CONSENT TO HOLD DATA: I agree to PH Child Psychology & Psychotherapy Services holding information about me from this referral form and in a written log for the purposes of clinical practice and client care. The information I provide (my data) will be kept secure and confidential. The sharing of any information will be done strictly according to any ‘need to know’ basis (i.e. if the health or well-being of a client is at risk or to prevent a serious crime). I am aware that I can find more information from the Date Protection Policy using the link on this page.
CONSENT TO SHARE DATA: I agree for PH Child Psychology & Psychotherapy Services to contact and share information with other services (i.e. my educational setting and GP). I understand that should this need to happen it will be discussed and agreed with me first and I can withdraw my consent at any time in writing (e.g. via email to drhalcrow.psych@googlemail.com).
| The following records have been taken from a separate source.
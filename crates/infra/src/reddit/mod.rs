mod client;

pub use client::{INFO_CHUNK_SIZE, LivePost, RedditClient, RedditCredentials, RedditError};
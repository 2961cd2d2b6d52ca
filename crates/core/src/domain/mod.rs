pub mod post;

pub use post::{PostRecord, VOLATILE_FIELDS};
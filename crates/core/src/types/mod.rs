pub mod community;
pub mod date_range;
pub mod field_filter;

pub use community::Community;
pub use date_range::{DateRange, EpochBounds, ResolvedRange};
pub use field_filter::FieldFilter;
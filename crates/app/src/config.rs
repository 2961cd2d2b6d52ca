use std::path::Path;
use std::time::Duration;

use thiserror::Error;

use driftnet_infra::reddit::RedditCredentials;

#[derive(Debug, Clone)]
pub struct AppConfig {
    pub archive_base_url: String,
    pub page_size: usize,
    pub request_timeout: Duration,
    pub user_agent: String,
    pub reddit: Option<RedditCredentials>,
}

#[derive(Debug, Error)]
pub enum ConfigError {
    #[error("invalid integer for {0}: {1}")]
    InvalidNumber(&'static str, String),
    #[error("invalid value for {0}: {1}")]
    InvalidValue(&'static str, String),
    #[error("incomplete reddit credentials: {0} is missing")]
    IncompleteCredentials(&'static str),
}

impl AppConfig {
    pub fn from_env() -> Result<Self, ConfigError> {
        let archive_base_url =
            read_string("DRIFTNET_ARCHIVE_BASE_URL", "https://api.pushshift.io");
        if archive_base_url.trim().is_empty() {
            return Err(ConfigError::InvalidValue(
                "DRIFTNET_ARCHIVE_BASE_URL",
                archive_base_url,
            ));
        }
        let page_size = read_usize("DRIFTNET_PAGE_SIZE", 500)?;
        if page_size == 0 {
            return Err(ConfigError::InvalidValue(
                "DRIFTNET_PAGE_SIZE",
                page_size.to_string(),
            ));
        }
        let request_timeout_secs = read_u64("DRIFTNET_REQUEST_TIMEOUT_SECS", 30)?;
        let user_agent = read_string(
            "DRIFTNET_USER_AGENT",
            "driftnet:v0.1.0 (chronological community archiver)",
        );
        let reddit = read_reddit_credentials()?;

        Ok(Self {
            archive_base_url,
            page_size,
            request_timeout: Duration::from_secs(request_timeout_secs),
            user_agent,
            reddit,
        })
    }
}

/// The live API credentials are all-or-nothing: a partial set is almost
/// certainly a typo'd variable name, so it fails loudly.
fn read_reddit_credentials() -> Result<Option<RedditCredentials>, ConfigError> {
    let client_id = read_optional_string("DRIFTNET_REDDIT_CLIENT_ID");
    let client_secret = read_optional_string("DRIFTNET_REDDIT_CLIENT_SECRET");
    let username = read_optional_string("DRIFTNET_REDDIT_USERNAME");
    let password = read_optional_string("DRIFTNET_REDDIT_PASSWORD");

    match (client_id, client_secret, username, password) {
        (None, None, None, None) => Ok(None),
        (Some(client_id), Some(client_secret), Some(username), Some(password)) => {
            Ok(Some(RedditCredentials {
                client_id,
                client_secret,
                username,
                password,
            }))
        }
        (None, ..) => Err(ConfigError::IncompleteCredentials("DRIFTNET_REDDIT_CLIENT_ID")),
        (_, None, ..) => Err(ConfigError::IncompleteCredentials(
            "DRIFTNET_REDDIT_CLIENT_SECRET",
        )),
        (_, _, None, _) => Err(ConfigError::IncompleteCredentials(
            "DRIFTNET_REDDIT_USERNAME",
        )),
        (_, _, _, None) => Err(ConfigError::IncompleteCredentials(
            "DRIFTNET_REDDIT_PASSWORD",
        )),
    }
}

pub fn load_dotenv() -> Result<(), std::io::Error> {
    let path = Path::new(".env");
    if !path.exists() {
        return Ok(());
    }
    let contents = std::fs::read_to_string(path)?;
    for line in contents.lines() {
        let Some((key, value)) = parse_dotenv_line(line) else {
            continue;
        };
        if std::env::var_os(&key).is_none() {
            // Safety: invoked during startup before any threads are spawned.
            unsafe {
                std::env::set_var(key, value);
            }
        }
    }
    Ok(())
}

fn read_string(key: &'static str, default: &'static str) -> String {
    std::env::var(key).unwrap_or_else(|_| default.to_string())
}

fn read_u64(key: &'static str, default: u64) -> Result<u64, ConfigError> {
    let raw = std::env::var(key).unwrap_or_else(|_| default.to_string());
    raw.parse()
        .map_err(|_| ConfigError::InvalidNumber(key, raw))
}

fn read_usize(key: &'static str, default: usize) -> Result<usize, ConfigError> {
    let raw = std::env::var(key).unwrap_or_else(|_| default.to_string());
    raw.parse()
        .map_err(|_| ConfigError::InvalidNumber(key, raw))
}

fn read_optional_string(key: &'static str) -> Option<String> {
    let value = std::env::var(key).unwrap_or_default();
    let trimmed = value.trim();
    if trimmed.is_empty() {
        None
    } else {
        Some(trimmed.to_string())
    }
}

fn parse_dotenv_line(line: &str) -> Option<(String, String)> {
    let trimmed = line.trim();
    if trimmed.is_empty() || trimmed.starts_with('#') {
        return None;
    }
    let trimmed = trimmed.strip_prefix("export ").unwrap_or(trimmed);
    let (key, value) = trimmed.split_once('=')?;
    let key = key.trim();
    if key.is_empty() {
        return None;
    }
    Some((key.to_string(), parse_dotenv_value(value.trim())))
}

fn parse_dotenv_value(value: &str) -> String {
    if let Some(inner) = value
        .strip_prefix('"')
        .and_then(|rest| rest.strip_suffix('"'))
    {
        return unescape_double_quoted(inner);
    }
    if let Some(inner) = value
        .strip_prefix('\'')
        .and_then(|rest| rest.strip_suffix('\''))
    {
        return inner.to_string();
    }
    value.to_string()
}

fn unescape_double_quoted(value: &str) -> String {
    let mut output = String::with_capacity(value.len());
    let mut chars = value.chars();
    while let Some(ch) = chars.next() {
        if ch != '\\' {
            output.push(ch);
            continue;
        }
        match chars.next() {
            Some('n') => output.push('\n'),
            Some('r') => output.push('\r'),
            Some('t') => output.push('\t'),
            Some('\\') => output.push('\\'),
            Some('"') => output.push('"'),
            Some(other) => {
                output.push('\\');
                output.push(other);
            }
            None => output.push('\\'),
        }
    }
    output
}

#[cfg(test)]
mod tests {
    use super::parse_dotenv_line;

    #[test]
    fn parse_dotenv_line_basic() {
        let (key, value) = parse_dotenv_line("DRIFTNET_PAGE_SIZE=250").unwrap();
        assert_eq!(key, "DRIFTNET_PAGE_SIZE");
        assert_eq!(value, "250");
    }

    #[test]
    fn parse_dotenv_line_export_and_quotes() {
        let (key, value) =
            parse_dotenv_line(r#"export DRIFTNET_USER_AGENT="driftnet v0.1""#).unwrap();
        assert_eq!(key, "DRIFTNET_USER_AGENT");
        assert_eq!(value, "driftnet v0.1");

        let (_, value) = parse_dotenv_line("DRIFTNET_REDDIT_PASSWORD='hunter two'").unwrap();
        assert_eq!(value, "hunter two");
    }

    #[test]
    fn parse_dotenv_line_escapes() {
        let (_, value) = parse_dotenv_line(r#"KEY="line\n\"quoted\"""#).unwrap();
        assert_eq!(value, "line\n\"quoted\"");
    }

    #[test]
    fn parse_dotenv_line_skips_comments_and_blanks() {
        assert!(parse_dotenv_line("# comment").is_none());
        assert!(parse_dotenv_line("   ").is_none());
        assert!(parse_dotenv_line("=no_key").is_none());
    }
}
SAFEGUARDING: I understand that PH Child Psychology & Psychotherapy Services is responsible for ensuring every child, young person and family using their services is safe and protected from harm. This means that should they become concerned about my safety, they will aim to discuss this with me in the first instance. It may be necessary for them to share information about me in order to seek advice or make referrals to the Multi-Agency Safeguarding Hub. I am aware that I can find more information from the Safeguarding Policy using the link on this page.